* [Brief] Which lines of the records contain the word "TagOption"? Show each of them.

* [The input]

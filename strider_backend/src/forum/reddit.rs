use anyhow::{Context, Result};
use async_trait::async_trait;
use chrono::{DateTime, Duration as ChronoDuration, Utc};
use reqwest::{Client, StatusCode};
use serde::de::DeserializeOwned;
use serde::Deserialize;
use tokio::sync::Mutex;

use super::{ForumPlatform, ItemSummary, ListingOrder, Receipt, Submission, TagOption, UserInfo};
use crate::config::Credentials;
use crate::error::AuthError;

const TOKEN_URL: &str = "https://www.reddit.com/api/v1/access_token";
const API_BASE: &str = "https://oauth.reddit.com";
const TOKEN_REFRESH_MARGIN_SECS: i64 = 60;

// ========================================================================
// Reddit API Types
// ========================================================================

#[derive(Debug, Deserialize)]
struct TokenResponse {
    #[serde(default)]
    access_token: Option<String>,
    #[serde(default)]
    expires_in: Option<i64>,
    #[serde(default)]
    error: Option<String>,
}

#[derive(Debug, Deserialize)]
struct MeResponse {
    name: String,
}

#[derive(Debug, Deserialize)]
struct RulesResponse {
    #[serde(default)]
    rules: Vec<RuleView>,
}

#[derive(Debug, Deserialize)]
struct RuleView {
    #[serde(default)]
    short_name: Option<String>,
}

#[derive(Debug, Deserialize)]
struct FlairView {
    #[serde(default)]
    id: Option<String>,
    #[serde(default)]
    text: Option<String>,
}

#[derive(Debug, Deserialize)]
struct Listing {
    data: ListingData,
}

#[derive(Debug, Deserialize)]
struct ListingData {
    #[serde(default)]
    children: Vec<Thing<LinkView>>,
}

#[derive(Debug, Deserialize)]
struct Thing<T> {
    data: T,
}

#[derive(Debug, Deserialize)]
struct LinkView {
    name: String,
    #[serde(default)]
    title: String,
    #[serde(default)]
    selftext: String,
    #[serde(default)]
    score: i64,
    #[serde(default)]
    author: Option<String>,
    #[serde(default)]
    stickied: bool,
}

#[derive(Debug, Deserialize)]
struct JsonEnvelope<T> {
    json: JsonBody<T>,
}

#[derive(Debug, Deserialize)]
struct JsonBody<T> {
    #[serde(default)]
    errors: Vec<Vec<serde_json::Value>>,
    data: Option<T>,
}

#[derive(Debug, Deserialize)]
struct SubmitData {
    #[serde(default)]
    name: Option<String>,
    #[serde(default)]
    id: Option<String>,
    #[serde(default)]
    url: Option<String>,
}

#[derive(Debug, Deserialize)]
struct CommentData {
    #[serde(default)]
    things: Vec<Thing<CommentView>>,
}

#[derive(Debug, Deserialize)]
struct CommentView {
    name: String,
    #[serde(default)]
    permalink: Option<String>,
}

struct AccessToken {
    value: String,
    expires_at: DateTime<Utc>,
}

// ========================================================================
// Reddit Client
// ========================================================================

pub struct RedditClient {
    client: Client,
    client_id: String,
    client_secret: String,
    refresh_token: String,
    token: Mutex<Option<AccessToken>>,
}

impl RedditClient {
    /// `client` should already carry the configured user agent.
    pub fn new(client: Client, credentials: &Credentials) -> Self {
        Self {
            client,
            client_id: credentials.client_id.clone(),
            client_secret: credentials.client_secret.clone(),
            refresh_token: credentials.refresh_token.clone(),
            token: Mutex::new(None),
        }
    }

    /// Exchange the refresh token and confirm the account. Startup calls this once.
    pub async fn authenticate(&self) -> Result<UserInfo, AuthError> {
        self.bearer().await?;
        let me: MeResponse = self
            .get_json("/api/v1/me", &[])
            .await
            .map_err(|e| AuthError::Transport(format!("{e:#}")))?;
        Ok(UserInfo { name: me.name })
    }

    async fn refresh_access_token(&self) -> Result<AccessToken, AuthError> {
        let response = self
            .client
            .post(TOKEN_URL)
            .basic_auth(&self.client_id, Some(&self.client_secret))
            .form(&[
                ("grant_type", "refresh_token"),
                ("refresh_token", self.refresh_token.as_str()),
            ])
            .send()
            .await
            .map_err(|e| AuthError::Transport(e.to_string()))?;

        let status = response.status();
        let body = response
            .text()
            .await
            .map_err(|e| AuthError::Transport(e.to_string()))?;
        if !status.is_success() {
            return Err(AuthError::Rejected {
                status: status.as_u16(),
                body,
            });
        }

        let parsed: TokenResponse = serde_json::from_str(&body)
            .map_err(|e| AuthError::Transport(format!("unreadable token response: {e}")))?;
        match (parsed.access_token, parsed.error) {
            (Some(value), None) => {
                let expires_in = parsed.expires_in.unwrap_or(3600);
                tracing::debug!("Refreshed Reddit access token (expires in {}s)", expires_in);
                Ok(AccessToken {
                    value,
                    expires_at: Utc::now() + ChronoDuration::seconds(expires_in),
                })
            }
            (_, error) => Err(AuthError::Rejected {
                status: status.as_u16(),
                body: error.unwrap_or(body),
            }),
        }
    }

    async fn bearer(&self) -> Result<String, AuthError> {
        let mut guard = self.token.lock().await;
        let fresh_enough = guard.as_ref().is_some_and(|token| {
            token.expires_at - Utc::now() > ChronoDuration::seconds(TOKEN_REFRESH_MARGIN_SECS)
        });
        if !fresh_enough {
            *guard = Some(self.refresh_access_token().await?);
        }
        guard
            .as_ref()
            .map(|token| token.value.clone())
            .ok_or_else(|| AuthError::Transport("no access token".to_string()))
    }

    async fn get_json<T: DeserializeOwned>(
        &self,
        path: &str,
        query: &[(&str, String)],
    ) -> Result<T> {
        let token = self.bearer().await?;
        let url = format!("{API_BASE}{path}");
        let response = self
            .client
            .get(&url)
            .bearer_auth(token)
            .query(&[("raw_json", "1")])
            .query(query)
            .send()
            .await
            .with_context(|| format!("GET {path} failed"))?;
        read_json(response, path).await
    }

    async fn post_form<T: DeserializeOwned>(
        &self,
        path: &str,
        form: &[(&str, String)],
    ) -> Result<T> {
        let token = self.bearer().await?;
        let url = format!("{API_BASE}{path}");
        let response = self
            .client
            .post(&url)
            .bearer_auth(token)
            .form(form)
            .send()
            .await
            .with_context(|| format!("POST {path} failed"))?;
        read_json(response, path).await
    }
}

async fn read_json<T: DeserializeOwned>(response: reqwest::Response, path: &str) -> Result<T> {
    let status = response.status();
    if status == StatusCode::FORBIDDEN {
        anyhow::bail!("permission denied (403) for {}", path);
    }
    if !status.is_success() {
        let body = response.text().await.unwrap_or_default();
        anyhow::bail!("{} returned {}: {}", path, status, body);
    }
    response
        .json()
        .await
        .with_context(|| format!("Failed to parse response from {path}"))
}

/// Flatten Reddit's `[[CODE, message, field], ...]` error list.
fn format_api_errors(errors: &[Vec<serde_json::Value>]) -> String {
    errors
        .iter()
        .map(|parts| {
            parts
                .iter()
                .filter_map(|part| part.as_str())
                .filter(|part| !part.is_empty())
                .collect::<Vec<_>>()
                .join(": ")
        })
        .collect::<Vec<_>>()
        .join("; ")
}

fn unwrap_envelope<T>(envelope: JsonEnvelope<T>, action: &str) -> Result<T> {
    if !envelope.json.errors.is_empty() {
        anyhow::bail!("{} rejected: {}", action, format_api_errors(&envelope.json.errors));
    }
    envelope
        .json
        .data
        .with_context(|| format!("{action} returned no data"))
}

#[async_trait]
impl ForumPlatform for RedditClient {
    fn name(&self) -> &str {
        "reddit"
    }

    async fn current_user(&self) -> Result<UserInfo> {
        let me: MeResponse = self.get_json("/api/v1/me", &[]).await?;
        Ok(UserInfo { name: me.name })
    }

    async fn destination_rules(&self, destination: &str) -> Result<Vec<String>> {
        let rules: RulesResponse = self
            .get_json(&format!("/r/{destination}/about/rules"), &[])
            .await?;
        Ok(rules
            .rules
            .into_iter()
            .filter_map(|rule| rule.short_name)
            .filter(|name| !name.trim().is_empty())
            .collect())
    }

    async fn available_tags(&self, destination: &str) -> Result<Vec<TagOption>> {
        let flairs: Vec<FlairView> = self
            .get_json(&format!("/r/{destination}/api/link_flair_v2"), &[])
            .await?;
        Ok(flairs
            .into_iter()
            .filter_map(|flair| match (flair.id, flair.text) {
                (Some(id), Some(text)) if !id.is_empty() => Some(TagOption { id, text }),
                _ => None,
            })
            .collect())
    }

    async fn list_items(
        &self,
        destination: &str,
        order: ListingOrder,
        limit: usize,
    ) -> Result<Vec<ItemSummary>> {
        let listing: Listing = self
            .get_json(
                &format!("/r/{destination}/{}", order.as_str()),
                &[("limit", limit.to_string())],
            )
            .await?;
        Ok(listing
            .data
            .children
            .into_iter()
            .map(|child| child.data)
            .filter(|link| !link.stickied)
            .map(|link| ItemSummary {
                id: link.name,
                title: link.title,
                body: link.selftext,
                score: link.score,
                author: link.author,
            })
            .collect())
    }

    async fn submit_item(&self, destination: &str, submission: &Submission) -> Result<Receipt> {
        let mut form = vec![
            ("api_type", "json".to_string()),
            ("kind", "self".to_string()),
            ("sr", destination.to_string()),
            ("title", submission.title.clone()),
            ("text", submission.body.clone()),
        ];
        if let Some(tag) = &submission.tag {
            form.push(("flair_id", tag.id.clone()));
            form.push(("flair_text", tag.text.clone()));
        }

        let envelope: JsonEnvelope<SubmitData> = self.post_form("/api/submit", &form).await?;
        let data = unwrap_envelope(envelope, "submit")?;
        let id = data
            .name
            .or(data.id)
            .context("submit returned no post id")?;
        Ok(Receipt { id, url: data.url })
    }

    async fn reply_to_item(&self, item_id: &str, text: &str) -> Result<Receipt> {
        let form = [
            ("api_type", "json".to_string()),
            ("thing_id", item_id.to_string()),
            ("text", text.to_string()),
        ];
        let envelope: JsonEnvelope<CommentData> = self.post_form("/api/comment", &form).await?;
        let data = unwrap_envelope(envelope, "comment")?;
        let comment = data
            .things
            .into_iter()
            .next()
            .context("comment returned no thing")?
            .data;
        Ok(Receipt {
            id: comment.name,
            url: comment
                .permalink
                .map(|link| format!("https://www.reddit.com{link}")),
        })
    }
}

==

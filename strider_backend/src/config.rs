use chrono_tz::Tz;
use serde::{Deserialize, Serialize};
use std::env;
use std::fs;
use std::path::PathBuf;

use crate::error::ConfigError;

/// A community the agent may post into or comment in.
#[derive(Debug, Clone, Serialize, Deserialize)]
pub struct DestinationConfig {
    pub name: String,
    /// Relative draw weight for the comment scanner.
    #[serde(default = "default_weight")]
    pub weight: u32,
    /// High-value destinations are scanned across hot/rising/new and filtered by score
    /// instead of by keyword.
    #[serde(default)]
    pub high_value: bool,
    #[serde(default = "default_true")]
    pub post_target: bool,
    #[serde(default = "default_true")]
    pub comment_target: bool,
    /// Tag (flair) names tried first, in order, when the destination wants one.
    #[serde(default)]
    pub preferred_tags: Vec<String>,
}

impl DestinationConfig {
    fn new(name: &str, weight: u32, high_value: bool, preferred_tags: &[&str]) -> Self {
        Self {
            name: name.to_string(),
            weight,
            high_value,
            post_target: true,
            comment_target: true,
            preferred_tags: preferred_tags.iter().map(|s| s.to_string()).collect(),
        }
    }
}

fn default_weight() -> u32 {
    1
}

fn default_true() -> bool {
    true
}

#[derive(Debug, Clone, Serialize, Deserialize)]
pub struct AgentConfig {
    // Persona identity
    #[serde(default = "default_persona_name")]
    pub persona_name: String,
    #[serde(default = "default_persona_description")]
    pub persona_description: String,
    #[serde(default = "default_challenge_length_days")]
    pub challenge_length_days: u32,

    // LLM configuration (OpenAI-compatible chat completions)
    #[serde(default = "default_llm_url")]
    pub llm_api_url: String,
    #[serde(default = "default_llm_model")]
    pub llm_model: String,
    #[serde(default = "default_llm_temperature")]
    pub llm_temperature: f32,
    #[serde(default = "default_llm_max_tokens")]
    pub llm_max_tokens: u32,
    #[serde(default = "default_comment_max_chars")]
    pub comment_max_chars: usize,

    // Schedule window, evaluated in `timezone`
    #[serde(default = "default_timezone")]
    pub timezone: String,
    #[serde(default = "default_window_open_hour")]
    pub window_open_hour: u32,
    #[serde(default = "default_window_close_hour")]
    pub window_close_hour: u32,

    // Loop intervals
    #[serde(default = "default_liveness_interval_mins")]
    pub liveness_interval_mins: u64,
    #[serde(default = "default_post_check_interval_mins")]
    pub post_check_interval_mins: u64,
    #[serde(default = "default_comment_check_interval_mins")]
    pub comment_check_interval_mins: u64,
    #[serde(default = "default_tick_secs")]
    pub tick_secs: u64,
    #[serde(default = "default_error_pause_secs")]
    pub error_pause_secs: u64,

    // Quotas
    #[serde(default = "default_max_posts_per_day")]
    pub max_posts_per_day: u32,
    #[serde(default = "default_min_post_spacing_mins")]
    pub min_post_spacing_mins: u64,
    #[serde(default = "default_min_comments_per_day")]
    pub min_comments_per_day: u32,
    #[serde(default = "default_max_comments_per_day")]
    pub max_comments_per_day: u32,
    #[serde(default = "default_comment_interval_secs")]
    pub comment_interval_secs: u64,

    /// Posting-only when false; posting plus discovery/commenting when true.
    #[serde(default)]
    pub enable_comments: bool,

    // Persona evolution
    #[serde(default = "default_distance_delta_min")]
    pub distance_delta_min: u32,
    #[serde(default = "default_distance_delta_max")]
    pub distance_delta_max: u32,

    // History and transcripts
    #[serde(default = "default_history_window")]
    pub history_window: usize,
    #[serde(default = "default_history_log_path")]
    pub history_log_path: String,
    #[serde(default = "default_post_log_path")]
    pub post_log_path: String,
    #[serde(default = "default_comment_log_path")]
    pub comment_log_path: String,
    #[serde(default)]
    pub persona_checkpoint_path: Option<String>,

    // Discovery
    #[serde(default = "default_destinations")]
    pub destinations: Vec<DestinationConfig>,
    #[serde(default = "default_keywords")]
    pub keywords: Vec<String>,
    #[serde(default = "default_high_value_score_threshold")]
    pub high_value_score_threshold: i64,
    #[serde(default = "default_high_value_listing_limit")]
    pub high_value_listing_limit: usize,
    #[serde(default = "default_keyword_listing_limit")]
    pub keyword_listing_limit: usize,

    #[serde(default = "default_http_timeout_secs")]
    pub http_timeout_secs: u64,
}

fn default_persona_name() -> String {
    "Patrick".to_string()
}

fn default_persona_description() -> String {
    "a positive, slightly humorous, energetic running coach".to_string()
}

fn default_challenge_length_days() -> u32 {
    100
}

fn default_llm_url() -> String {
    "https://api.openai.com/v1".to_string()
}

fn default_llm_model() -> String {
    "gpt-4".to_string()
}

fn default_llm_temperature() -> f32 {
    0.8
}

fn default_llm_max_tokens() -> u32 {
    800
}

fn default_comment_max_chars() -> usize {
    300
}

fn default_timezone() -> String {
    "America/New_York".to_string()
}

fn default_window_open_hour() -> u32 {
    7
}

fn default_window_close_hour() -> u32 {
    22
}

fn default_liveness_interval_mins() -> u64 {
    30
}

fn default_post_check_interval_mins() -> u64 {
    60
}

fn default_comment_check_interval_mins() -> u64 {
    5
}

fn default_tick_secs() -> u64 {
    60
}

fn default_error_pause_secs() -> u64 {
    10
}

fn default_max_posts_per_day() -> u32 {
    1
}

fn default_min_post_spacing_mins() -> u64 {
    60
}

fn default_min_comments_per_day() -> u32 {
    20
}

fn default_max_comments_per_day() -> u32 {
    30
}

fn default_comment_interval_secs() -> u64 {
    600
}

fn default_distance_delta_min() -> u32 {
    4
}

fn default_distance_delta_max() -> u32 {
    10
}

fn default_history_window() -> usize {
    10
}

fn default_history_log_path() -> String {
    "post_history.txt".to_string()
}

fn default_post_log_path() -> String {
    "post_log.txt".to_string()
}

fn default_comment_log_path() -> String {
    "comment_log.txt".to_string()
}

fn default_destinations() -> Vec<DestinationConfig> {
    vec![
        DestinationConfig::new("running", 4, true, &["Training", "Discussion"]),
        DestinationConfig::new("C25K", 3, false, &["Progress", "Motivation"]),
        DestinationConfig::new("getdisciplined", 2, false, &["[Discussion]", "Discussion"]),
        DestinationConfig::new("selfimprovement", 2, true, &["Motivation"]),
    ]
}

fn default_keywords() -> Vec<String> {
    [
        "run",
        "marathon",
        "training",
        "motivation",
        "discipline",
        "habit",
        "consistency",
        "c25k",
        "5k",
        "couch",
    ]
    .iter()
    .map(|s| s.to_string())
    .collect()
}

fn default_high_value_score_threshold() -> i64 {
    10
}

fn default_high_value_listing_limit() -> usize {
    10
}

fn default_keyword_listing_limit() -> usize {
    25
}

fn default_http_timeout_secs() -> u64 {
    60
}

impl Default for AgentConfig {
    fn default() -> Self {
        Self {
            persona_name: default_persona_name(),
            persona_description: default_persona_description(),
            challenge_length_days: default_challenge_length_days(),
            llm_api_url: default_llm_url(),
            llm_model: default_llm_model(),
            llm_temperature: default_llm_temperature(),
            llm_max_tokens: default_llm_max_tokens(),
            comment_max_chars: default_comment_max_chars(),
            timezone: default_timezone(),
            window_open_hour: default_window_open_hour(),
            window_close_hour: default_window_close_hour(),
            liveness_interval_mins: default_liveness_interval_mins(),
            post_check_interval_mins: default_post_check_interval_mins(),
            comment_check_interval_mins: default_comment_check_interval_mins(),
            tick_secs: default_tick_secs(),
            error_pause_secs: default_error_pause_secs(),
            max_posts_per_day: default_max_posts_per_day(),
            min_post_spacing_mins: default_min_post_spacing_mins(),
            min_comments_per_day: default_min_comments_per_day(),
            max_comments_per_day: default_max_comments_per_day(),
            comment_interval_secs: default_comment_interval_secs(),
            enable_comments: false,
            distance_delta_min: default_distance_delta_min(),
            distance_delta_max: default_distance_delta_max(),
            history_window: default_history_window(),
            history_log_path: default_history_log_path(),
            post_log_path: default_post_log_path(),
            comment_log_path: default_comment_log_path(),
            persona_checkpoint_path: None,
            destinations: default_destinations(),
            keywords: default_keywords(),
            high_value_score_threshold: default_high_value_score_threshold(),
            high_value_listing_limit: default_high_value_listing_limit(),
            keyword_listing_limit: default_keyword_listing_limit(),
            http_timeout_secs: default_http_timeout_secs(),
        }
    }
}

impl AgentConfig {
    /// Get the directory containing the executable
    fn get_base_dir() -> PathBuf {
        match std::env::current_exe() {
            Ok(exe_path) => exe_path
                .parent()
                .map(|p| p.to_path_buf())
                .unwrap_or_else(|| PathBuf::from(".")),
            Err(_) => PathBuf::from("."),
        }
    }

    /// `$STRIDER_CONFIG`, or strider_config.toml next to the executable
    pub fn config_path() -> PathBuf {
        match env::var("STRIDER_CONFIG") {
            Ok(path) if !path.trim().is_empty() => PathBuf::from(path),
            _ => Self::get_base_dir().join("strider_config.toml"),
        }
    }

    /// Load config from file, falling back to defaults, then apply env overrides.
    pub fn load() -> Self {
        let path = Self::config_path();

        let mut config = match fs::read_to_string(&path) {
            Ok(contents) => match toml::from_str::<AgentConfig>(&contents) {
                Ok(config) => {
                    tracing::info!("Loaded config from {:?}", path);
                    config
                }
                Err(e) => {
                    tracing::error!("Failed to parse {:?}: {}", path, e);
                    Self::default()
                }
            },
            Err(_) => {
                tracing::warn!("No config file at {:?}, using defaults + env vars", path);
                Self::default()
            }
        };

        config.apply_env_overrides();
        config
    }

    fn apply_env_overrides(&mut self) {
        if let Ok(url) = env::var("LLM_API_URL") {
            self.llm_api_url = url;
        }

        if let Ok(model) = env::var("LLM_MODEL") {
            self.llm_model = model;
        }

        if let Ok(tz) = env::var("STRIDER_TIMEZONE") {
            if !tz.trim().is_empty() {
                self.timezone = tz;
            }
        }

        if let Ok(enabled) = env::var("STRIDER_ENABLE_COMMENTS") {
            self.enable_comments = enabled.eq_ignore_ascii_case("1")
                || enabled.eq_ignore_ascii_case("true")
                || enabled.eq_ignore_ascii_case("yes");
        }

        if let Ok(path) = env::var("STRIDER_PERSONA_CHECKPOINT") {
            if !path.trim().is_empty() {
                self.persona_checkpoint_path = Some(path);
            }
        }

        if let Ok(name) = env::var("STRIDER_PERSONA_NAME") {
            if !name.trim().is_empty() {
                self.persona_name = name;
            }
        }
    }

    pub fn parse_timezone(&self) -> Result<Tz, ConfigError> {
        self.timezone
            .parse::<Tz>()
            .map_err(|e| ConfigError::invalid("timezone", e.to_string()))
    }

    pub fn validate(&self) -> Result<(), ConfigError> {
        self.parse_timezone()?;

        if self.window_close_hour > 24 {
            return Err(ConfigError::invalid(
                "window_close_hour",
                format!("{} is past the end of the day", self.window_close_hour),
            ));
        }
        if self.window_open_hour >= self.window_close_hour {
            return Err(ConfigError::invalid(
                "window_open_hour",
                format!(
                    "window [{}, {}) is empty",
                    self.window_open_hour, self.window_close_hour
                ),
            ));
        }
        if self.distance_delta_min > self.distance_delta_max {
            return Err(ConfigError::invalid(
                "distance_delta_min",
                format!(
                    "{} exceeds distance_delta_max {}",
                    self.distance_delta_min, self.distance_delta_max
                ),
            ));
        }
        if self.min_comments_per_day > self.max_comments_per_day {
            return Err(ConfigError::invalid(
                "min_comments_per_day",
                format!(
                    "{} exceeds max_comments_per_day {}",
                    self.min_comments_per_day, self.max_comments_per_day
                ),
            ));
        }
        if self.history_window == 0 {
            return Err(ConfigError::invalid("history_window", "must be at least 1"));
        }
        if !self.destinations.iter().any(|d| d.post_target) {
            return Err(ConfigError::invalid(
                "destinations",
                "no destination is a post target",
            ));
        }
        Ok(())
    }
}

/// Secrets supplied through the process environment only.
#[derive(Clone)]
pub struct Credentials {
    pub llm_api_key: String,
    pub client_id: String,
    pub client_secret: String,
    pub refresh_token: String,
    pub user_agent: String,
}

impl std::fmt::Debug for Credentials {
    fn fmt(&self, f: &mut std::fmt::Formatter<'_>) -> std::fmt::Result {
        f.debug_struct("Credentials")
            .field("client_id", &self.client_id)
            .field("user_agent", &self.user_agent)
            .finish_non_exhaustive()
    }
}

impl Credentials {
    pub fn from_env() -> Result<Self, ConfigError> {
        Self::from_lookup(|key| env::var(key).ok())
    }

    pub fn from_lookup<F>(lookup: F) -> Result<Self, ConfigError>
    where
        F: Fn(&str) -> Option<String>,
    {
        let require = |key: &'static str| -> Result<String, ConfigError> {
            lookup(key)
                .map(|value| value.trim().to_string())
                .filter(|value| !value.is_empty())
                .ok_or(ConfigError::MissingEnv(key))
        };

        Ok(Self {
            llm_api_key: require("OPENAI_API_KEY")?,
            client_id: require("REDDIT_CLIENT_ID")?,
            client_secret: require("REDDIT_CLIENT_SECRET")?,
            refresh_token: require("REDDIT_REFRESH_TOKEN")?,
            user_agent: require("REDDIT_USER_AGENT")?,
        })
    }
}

* [Expected answer]
use super::{ForumPlatform, ItemSummary, ListingOrder, Receipt, Submission, TagOption, UserInfo};
    async fn available_tags(&self, destination: &str) -> Result<Vec<TagOption>> {
                (Some(id), Some(text)) if !id.is_empty() => Some(TagOption { id, text }),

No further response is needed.